Robert Graves: A Crazy Book Grevel Lindop

The White Goddess is one of the twentieth century's most extraordinary books. Subtitled 'a historical grammar of poetic myth', it is also (amongst other things) an adventure in historical detective-work, a headlong quest through the forests of half the world's mythologies, a poet's introduction to poetry, a critique of western civilisation, a polemic about the relationship between man and woman, and a disguised autobiography. No one can understand Graves, or his poetry, without reading The White Goddess. It is tempting to go further and suggest that no one can fully understand the modern world who has not at least considered its arguments.

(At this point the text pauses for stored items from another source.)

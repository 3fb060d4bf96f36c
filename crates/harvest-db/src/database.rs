use std::str::FromStr;
use std::time::Duration;

use harvest_core::AppError;
use sqlx::SqlitePool;
use sqlx::sqlite::{SqliteConnectOptions, SqlitePoolOptions};

use crate::config::DatabaseConfig;
use crate::repository::EntityRepository;

/// Owns the connection pool, runs migrations, and vends repositories.
#[derive(Clone)]
pub struct Database {
    pool: SqlitePool,
}

impl Database {
    /// Open (creating if needed) the SQLite database described by `config`.
    pub async fn connect(config: &DatabaseConfig) -> Result<Self, AppError> {
        let options = SqliteConnectOptions::from_str(&config.url)
            .map_err(|e| AppError::ConfigError(format!("Invalid DATABASE_URL '{}': {e}", config.url)))?
            .create_if_missing(true)
            .busy_timeout(Duration::from_secs(5));

        let pool = SqlitePoolOptions::new()
            .max_connections(config.max_connections)
            .connect_with(options)
            .await
            .map_err(|e| AppError::DatabaseError(format!("Failed to connect: {e}")))?;

        tracing::debug!(url = %config.url, "Connected to database");
        Ok(Self { pool })
    }

    /// Create a `Database` from an existing pool (useful for testing).
    pub fn from_pool(pool: SqlitePool) -> Self {
        Self { pool }
    }

    /// Run all pending migrations.
    pub async fn migrate(&self) -> Result<(), AppError> {
        sqlx::migrate!("../../migrations")
            .run(&self.pool)
            .await
            .map_err(|e| AppError::DatabaseError(format!("Migration failed: {e}")))?;
        Ok(())
    }

    /// Get an [`EntityRepository`] backed by this pool.
    pub fn entity_repo(&self) -> EntityRepository {
        EntityRepository::new(self.pool.clone())
    }

    pub fn pool(&self) -> &SqlitePool {
        &self.pool
    }
}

Graves's own account of the book's gestation is dramatic but leaves many questions unanswered. The story is worth reconstructing. In 1940 Robert and Beryl Graves moved to the village of Galmpton in South Devon, and in late 1941 Graves began to correspond with the Welsh poet Alun Lewis. They discussed the nature of poetry and poets; the name of the medieval Welsh poet Taliesin cropped up. Then, in July 1942, Graves and Alan Hodge, who had recently written a manual for writers of prose, The Reader Over Your Shoulder, began to consider collaborating on a 'book about poetry'. Topics mooted by Graves for treatment included the psychology of poetic inspiration, and the reasons for the 'aura or halo, or whatever, that clings to the name of "poet" in spite of the lamentable history of bad poetic behaviour'.1 They agreed to 'put [the] book on to ...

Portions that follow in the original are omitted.